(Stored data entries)

::::

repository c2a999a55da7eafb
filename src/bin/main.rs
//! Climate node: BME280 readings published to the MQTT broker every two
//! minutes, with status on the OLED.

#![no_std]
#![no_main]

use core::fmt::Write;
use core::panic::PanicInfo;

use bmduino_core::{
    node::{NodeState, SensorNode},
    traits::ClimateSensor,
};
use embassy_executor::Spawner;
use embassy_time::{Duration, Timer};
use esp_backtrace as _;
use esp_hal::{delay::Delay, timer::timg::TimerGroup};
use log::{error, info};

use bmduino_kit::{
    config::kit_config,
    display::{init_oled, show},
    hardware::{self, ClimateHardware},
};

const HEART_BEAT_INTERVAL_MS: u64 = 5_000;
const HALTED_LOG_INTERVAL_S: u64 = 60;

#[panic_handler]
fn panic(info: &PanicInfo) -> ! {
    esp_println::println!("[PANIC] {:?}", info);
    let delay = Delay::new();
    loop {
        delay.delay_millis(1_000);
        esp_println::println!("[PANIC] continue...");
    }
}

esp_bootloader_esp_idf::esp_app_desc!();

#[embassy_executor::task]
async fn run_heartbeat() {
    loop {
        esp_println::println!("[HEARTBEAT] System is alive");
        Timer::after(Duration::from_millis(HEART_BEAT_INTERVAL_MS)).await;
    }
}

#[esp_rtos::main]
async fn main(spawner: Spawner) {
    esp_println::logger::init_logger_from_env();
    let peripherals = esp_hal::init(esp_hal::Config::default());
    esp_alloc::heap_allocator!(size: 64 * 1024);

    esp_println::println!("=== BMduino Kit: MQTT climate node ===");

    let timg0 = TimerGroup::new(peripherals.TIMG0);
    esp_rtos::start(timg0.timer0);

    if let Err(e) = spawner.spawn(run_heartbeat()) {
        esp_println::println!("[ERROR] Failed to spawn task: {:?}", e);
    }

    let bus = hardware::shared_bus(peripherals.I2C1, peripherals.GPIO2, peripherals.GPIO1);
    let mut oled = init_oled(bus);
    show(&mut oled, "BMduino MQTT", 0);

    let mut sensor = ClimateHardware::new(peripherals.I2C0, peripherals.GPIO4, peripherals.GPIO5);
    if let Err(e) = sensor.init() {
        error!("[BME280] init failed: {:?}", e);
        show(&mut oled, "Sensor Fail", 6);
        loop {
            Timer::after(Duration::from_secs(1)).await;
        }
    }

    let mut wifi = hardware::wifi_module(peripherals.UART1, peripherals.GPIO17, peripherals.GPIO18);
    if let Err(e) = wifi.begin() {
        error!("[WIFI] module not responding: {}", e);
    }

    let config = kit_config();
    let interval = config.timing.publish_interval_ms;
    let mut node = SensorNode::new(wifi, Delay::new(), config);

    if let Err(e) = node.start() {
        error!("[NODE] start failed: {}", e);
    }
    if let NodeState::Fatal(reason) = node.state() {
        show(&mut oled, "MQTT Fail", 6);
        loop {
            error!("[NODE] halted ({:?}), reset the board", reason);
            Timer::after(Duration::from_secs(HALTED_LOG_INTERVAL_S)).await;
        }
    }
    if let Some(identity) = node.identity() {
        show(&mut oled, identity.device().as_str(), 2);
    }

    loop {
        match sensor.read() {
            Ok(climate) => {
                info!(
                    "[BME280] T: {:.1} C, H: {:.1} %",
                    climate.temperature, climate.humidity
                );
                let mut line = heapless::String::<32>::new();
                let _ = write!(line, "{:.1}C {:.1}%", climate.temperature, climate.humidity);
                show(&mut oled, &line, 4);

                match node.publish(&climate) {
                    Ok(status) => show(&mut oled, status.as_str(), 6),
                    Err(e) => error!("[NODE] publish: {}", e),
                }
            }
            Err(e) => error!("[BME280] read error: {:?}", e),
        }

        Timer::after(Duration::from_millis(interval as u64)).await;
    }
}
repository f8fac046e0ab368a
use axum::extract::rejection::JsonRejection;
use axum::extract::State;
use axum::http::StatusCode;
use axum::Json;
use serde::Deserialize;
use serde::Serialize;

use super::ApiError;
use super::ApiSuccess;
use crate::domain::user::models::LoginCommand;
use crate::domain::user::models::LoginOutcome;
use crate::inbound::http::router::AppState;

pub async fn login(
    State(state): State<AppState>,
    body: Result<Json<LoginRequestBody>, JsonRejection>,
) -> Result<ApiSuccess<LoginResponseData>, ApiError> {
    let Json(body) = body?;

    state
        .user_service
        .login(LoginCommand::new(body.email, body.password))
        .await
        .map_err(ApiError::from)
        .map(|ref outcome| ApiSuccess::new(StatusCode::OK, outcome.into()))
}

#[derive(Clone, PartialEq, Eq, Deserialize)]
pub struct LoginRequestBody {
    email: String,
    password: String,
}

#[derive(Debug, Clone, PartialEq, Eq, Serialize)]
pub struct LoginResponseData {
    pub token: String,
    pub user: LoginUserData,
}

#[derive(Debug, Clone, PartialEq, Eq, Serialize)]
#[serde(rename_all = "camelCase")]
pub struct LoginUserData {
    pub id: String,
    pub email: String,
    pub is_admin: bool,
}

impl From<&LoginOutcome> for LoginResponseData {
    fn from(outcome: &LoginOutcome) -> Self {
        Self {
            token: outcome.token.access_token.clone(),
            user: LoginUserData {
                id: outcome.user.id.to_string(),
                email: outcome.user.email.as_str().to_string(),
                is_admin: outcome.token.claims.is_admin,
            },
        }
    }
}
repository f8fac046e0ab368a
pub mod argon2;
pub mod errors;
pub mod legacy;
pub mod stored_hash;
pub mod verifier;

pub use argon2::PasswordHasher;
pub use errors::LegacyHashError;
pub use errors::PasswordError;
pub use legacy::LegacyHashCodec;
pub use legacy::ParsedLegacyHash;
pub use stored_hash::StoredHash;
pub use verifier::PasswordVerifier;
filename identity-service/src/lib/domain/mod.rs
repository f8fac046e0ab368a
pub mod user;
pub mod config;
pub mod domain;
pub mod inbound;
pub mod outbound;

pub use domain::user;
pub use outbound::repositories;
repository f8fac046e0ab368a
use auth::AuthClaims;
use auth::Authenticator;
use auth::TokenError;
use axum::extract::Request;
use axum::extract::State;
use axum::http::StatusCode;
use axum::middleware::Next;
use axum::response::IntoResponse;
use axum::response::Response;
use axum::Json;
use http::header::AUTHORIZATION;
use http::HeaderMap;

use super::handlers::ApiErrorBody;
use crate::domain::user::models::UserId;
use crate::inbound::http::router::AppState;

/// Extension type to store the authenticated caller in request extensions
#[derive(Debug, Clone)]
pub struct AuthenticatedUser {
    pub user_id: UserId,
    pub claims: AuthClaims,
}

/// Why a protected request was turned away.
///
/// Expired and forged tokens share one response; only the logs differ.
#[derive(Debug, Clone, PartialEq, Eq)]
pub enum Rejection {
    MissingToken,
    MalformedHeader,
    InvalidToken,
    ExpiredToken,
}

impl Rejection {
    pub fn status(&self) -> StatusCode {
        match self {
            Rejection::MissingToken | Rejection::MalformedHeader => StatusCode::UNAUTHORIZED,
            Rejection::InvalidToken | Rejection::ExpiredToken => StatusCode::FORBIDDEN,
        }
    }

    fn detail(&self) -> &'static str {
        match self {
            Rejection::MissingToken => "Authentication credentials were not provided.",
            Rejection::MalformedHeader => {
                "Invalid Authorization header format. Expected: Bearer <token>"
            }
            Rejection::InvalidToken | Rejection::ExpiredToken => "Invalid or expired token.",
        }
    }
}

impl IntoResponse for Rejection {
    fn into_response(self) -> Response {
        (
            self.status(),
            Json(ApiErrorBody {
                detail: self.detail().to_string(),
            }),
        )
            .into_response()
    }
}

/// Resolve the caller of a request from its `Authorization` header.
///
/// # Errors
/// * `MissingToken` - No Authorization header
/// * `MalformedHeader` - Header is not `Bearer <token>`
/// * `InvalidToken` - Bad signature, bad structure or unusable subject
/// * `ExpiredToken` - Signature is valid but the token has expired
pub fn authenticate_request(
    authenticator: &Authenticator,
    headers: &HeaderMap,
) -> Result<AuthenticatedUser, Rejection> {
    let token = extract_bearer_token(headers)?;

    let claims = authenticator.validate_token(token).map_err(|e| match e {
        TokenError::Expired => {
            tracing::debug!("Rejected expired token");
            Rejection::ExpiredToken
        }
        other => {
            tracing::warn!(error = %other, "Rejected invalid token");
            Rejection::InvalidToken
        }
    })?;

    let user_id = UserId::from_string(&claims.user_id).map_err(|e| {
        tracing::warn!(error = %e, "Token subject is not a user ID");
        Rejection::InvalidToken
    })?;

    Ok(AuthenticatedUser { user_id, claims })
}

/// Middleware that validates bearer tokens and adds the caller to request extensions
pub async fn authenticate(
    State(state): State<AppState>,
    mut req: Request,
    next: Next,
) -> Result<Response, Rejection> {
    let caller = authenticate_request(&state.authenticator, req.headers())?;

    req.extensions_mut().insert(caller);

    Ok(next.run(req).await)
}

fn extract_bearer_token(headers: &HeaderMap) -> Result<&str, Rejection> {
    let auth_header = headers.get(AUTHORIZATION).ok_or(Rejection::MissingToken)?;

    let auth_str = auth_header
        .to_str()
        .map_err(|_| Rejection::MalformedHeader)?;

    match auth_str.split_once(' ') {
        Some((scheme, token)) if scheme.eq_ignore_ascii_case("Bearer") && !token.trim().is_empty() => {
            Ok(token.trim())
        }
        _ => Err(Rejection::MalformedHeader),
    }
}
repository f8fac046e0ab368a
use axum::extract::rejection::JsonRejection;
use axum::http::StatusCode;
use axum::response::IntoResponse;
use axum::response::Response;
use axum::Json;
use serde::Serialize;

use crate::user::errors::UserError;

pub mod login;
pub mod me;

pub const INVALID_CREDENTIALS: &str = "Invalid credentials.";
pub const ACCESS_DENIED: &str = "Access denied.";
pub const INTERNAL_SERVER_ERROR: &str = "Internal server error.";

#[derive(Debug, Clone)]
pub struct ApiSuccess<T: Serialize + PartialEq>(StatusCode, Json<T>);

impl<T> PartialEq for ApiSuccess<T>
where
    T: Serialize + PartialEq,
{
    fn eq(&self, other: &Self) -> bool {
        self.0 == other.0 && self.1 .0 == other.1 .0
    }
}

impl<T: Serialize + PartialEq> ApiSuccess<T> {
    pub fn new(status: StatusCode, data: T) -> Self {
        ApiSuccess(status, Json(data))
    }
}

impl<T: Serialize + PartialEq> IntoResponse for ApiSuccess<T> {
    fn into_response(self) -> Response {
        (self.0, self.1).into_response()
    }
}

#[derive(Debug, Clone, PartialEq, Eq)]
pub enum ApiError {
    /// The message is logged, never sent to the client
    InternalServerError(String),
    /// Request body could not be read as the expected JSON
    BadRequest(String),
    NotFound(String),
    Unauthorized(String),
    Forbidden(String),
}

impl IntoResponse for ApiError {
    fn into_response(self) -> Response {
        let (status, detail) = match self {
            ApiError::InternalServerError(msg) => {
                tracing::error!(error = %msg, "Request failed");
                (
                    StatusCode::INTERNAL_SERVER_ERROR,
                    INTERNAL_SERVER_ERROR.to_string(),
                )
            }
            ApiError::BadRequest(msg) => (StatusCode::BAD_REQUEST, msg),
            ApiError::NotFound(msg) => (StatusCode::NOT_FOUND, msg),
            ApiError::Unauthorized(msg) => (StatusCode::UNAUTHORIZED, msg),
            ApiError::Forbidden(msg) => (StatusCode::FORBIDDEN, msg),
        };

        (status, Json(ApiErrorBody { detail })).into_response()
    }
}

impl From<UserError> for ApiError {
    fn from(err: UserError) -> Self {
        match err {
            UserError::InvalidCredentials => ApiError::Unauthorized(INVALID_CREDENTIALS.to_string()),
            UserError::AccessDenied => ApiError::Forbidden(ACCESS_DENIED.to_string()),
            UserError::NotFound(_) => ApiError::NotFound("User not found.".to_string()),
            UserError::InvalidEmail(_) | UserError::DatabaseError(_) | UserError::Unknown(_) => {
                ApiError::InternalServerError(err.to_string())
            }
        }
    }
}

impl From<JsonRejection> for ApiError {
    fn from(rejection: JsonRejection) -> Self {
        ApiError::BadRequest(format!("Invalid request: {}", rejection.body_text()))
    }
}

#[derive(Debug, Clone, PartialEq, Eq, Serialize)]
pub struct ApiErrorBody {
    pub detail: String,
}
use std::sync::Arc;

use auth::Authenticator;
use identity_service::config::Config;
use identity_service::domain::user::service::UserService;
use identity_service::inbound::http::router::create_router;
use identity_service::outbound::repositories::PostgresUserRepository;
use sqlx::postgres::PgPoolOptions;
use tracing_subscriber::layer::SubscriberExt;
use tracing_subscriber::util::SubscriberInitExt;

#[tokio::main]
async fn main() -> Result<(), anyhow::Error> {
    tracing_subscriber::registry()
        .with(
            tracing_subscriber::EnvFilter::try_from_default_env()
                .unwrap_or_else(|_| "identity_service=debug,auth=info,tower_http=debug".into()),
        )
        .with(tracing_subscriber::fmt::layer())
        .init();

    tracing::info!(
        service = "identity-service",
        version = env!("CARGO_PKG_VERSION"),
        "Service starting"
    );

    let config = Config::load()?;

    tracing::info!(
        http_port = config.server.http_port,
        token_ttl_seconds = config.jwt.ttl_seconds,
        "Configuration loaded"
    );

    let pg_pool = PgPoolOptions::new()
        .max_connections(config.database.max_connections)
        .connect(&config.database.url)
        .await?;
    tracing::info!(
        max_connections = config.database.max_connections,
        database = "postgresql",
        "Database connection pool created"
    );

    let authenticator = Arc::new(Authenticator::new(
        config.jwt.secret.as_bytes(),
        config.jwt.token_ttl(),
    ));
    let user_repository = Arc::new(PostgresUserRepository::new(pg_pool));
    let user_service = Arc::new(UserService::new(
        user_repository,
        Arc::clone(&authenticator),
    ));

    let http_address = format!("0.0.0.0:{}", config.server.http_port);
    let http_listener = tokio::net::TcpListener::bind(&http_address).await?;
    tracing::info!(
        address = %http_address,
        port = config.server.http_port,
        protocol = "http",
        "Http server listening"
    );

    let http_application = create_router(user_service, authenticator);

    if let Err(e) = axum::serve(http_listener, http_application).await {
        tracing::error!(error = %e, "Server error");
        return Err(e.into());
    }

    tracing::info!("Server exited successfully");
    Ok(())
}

::::

• **TASK TO COMPLETE**
Identify each line in the records above that contains the word "caller", and copy it out in full.

• **SOLUTION BELOW**
/// Extension type to store the authenticated caller in request extensions
/// Resolve the caller of a request from its `Authorization` header.
/// Middleware that validates bearer tokens and adds the caller to request extensions
    let caller = authenticate_request(&state.authenticator, req.headers())?;
    req.extensions_mut().insert(caller);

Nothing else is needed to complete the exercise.